Stocks continue to climb inexorably: 21 of the 33 trading days this year have seen stocks end the day higher. About the only market that is doing appreciably better is gasoline. Retail gasoline prices have risen 33 of the past 33 calendar days, and front Unleaded has risen 22 of the 33 trading days in 2013.
This brings us, of course, to the question: if gasoline rises every day, then how long will it be until higher gasoline prices start to affect equity prices?

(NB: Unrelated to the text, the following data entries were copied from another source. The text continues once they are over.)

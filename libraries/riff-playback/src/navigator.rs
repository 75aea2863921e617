//! Playlist navigator
//!
//! Binds one playlist snapshot to the active playback mode. All modes share a
//! single cursor (an index into the snapshot), so switching modes keeps the
//! current song without replaying anything, and duplicate songs in a playlist
//! cannot be confused with each other.

use crate::history::PlayHistory;
use crate::navigation;
use crate::shuffle::ShuffleOrder;
use crate::types::{Direction, PlaybackConfig, PlaybackMode, SessionStatus};
use riff_core::{Playlist, Song};
use std::sync::Arc;
use tracing::debug;

/// Cursor over one playlist snapshot
///
/// ```text
/// snapshot:  [A] [B] [C] [D]
///                 ^
///               cursor = Some(1)      (None = not started)
/// ```
#[derive(Debug, Clone)]
pub struct PlaylistNavigator {
    /// Immutable copy of the bound playlist
    playlist: Option<Arc<Playlist>>,

    /// Active mode
    mode: PlaybackMode,

    /// Index of the current song in the snapshot
    cursor: Option<usize>,

    /// Permutation used while in Shuffle mode
    shuffle: ShuffleOrder,

    /// Recently played songs
    history: PlayHistory,

    /// Last "next" ran off the end of a non-looping mode
    exhausted: bool,
}

impl PlaylistNavigator {
    /// Create a navigator with no playlist bound
    pub fn new(config: &PlaybackConfig) -> Self {
        Self {
            playlist: None,
            mode: PlaybackMode::Sequential,
            cursor: None,
            shuffle: ShuffleOrder::new(config),
            history: PlayHistory::new(config.history_size),
            exhausted: false,
        }
    }

    /// Bind a playlist
    ///
    /// Takes a snapshot of the songs, so later edits to the caller's playlist
    /// do not affect this navigator. Resets the cursor and history and
    /// selects Sequential mode.
    pub fn set_playlist(&mut self, playlist: Playlist) {
        debug!(
            playlist = %playlist.id,
            songs = playlist.len(),
            "Binding playlist snapshot"
        );

        self.playlist = Some(Arc::new(playlist));
        self.mode = PlaybackMode::Sequential;
        self.cursor = None;
        self.exhausted = false;
        self.history.clear();
    }

    /// The bound snapshot
    pub fn playlist(&self) -> Option<Arc<Playlist>> {
        self.playlist.clone()
    }

    /// Songs in the bound snapshot
    pub fn songs(&self) -> &[Song] {
        songs_of(self.playlist.as_deref())
    }

    /// Number of songs in the bound snapshot
    pub fn len(&self) -> usize {
        self.songs().len()
    }

    /// Check if the snapshot has no songs
    pub fn is_empty(&self) -> bool {
        self.songs().is_empty()
    }

    /// Advance under the active mode
    pub fn next_song(&mut self) -> Option<Song> {
        self.move_cursor(Direction::Forward)
    }

    /// Go back under the active mode
    pub fn previous_song(&mut self) -> Option<Song> {
        self.move_cursor(Direction::Backward)
    }

    /// The current song, if playback has started
    pub fn current_song(&self) -> Option<Song> {
        self.cursor.and_then(|i| self.songs().get(i)).cloned()
    }

    /// Index of the current song in the snapshot
    pub fn current_index(&self) -> Option<usize> {
        self.cursor
    }

    /// The song the next call to [`next_song`](Self::next_song) returns
    ///
    /// Position is unchanged. In Shuffle mode, peeking past the end of a pass
    /// fixes the order of the following pass.
    pub fn peek_next_song(&mut self) -> Option<Song> {
        let snapshot = self.playlist.clone();
        let songs = songs_of(snapshot.as_deref());

        let target = match self.mode {
            PlaybackMode::Shuffle => self.shuffle.peek_next(songs),
            mode => navigation::step(mode, self.cursor, songs.len(), Direction::Forward),
        };
        target.and_then(|i| songs.get(i)).cloned()
    }

    /// Back to "not started"
    ///
    /// In Shuffle mode the next song starts a freshly shuffled pass.
    pub fn reset(&mut self) {
        self.cursor = None;
        self.exhausted = false;

        if self.mode == PlaybackMode::Shuffle {
            let snapshot = self.playlist.clone();
            let songs = songs_of(snapshot.as_deref());
            self.shuffle.rebuild(songs, None);
        }
    }

    /// Whether [`next_song`](Self::next_song) would produce a song
    pub fn has_more_songs(&self) -> bool {
        match self.mode {
            PlaybackMode::Shuffle => self.shuffle.has_more(self.len()),
            mode => navigation::has_more(mode, self.cursor, self.len()),
        }
    }

    /// Active mode
    pub fn mode(&self) -> PlaybackMode {
        self.mode
    }

    /// Display name of the active mode
    pub fn strategy_name(&self) -> &'static str {
        self.mode.name()
    }

    /// Switch mode, keeping the current song
    ///
    /// Entering Shuffle starts a new pass that opens with the current song.
    /// Switching to the already active mode does nothing.
    pub fn set_mode(&mut self, mode: PlaybackMode) {
        if mode == self.mode {
            return;
        }

        if mode == PlaybackMode::Shuffle {
            let snapshot = self.playlist.clone();
            let songs = songs_of(snapshot.as_deref());
            self.shuffle.rebuild(songs, self.cursor);
        }

        debug!(from = %self.mode, to = %mode, cursor = ?self.cursor, "Switching playback mode");
        self.mode = mode;
        self.exhausted = false;
    }

    pub fn use_sequential(&mut self) {
        self.set_mode(PlaybackMode::Sequential);
    }

    pub fn use_shuffle(&mut self) {
        self.set_mode(PlaybackMode::Shuffle);
    }

    pub fn use_repeat_one(&mut self) {
        self.set_mode(PlaybackMode::RepeatOne);
    }

    pub fn use_repeat_all(&mut self) {
        self.set_mode(PlaybackMode::RepeatAll);
    }

    /// Songs after the current one in snapshot order
    ///
    /// Taken from the current index in every mode, Shuffle included.
    /// `None` before playback starts.
    pub fn remaining_count(&self) -> Option<usize> {
        self.cursor.map(|i| self.len() - i - 1)
    }

    /// Lifecycle state
    pub fn status(&self) -> SessionStatus {
        if self.cursor.is_none() {
            return SessionStatus::NotStarted;
        }
        if self.exhausted {
            return SessionStatus::Ended;
        }

        let looping = match self.mode {
            PlaybackMode::Sequential => false,
            PlaybackMode::RepeatAll | PlaybackMode::RepeatOne => true,
            PlaybackMode::Shuffle => self.shuffle.reshuffles(),
        };
        if looping {
            SessionStatus::Looping
        } else {
            SessionStatus::Playing
        }
    }

    /// Recently played songs, oldest first
    pub fn history(&self) -> Vec<Song> {
        self.history.to_vec()
    }

    fn move_cursor(&mut self, direction: Direction) -> Option<Song> {
        let snapshot = self.playlist.clone();
        let songs = songs_of(snapshot.as_deref());

        let target = match (self.mode, direction) {
            (PlaybackMode::Shuffle, Direction::Forward) => self.shuffle.next(songs),
            (PlaybackMode::Shuffle, Direction::Backward) => self.shuffle.previous(),
            (mode, direction) => navigation::step(mode, self.cursor, songs.len(), direction),
        };

        let Some(song) = target.and_then(|i| songs.get(i)) else {
            if direction == Direction::Forward && !songs.is_empty() {
                self.exhausted = true;
            }
            return None;
        };

        self.cursor = target;
        self.exhausted = false;
        self.history.record(song.clone());
        Some(song.clone())
    }
}

/// Songs of a (possibly unbound) snapshot
///
/// Callers clone the snapshot `Arc` first so the slice does not borrow the
/// navigator while the shuffle order is mutated.
fn songs_of(playlist: Option<&Playlist>) -> &[Song] {
    playlist.map_or(&[][..], |p| p.songs.as_slice())
}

The question is not quite as straightforward as it appears. On the surface, we have two competing effects: first, stronger economic activity will tend to support both gasoline prices and corporate earnings, giving a lift to equities. And some recent data, such as last Friday's hefty upside surprise in the Empire Manufacturing figures for February (+10.04 when -2.00 was expected), suggests that growth in Q1 may not be slowing too much further although the European, Japanese, and US economies each contracted in Q4.
(By the way, did you realize that? Each of the three biggest First World economies contracted in Q4 and the US equity markets declined -1.0%).
Not that equities necessarily must pull back when growth lags (if they did, then all good economists would also be good traders), but when you're talking about markets that are pricing in a continuation of historically wide margins and historically high price-earnings multiples, it would seem that a pullback when there is weakness economically is as good a time as any. Stocks can't go up in a line forever, can they?
Actually, they can, but we'll get to that in a minute. I mentioned two competing effects that are apparent, with one of these being the stronger economic activity will tend to support both gasoline prices and earnings. The other is that higher gasoline prices have a depressing effect on discretionary expenditures. Along with the higher payroll taxes which manifested in January and the lower Q1 incomes as a result of dividends being pushed into Q4, the higher gasoline prices may have contributed to what a finance VP at Wal-Mart described as "a total disaster" start to February. This is an "automatic stabilizer" effect at work: higher growth tends to produce higher energy prices, which tend in turn to dampen economic growth - and vice-versa.
So which effect dominates? Can gasoline prices and stock prices keep going up together?
The answer is that their nominal prices can absolutely continue to rise together, but their real prices cannot. If I double the price level, then no matter what happens to growth or the marginal rate of substitution between gasoline and all other discretionary goods and services, both nominal gasoline prices and nominal corporate earnings (and therefore, quite likely equity prices) will both rise. However, higher real energy prices imply lower real equity prices eventually. But that's not a day-trade; in the fairly short run (say, several months) the price level is roughly constant so that one of these two markets is likely to decline in nominal terms.
Frankly, the odds in my mind are on stocks breaking first. But as the chart below (source: Bloomberg) shows, the ratio of gasoline to stocks is not really out-of-whack one way or the other. This is unleaded regular gasoline divided by the S&P level...and what's fascinating to me is how regular the relationship has been (especially in 2010!).
By the way, the distinction about nominal and real prices also is relevant for the observation some have made that gasoline inventories are reasonably adequate, but prices continue to rise. Gasoline prices are high in nominal terms, but not as high in real terms. In nominal terms, unleaded has risen 105% since the second Bush inauguration, but only 65% in real terms. That still sucks, mind you, and is one reason that growth hasn't been robust in a while. As of December 2004, gasoline was 3.934% of the average consumption basket; according to the BLS (new numbers are out today!) that became 5.274% as of December 2012.[1] Therefore, we spend about 1.34% less of our total consumption on other things than we did in 2004.
With gasoline, medical care, and college tuition all squeezing us (not to mention taxes, which is not a consumption item and therefore not in the CPI), it isn't surprising that we're spending a smaller proportion of our consumption basket on apparel and housing than we used to (for a longer-term view, see my comment from a couple of weeks ago "Fun With the CPI"). These are long-term, secular trends. What could hurt the market in the shorter-run is that when there is a significant move in energy prices, we can't change the amount of housing we consume to compensate. We stop buying the Wal-Mart things. And we save less.
And eventually, we stop buying stocks. Don't we?
[1] N.b.: that doesn't mean we spend 35% more on gasoline now; as noted, gasoline has doubled in price. But 35% more of our consumption is spent on gasoline, than we spent previously. It is interesting that with a 65% increase in the real price of gasoline, our gasoline consumption has only risen 35% (due to smaller cars, better gas mileage, more air travel, more mass transit, etc).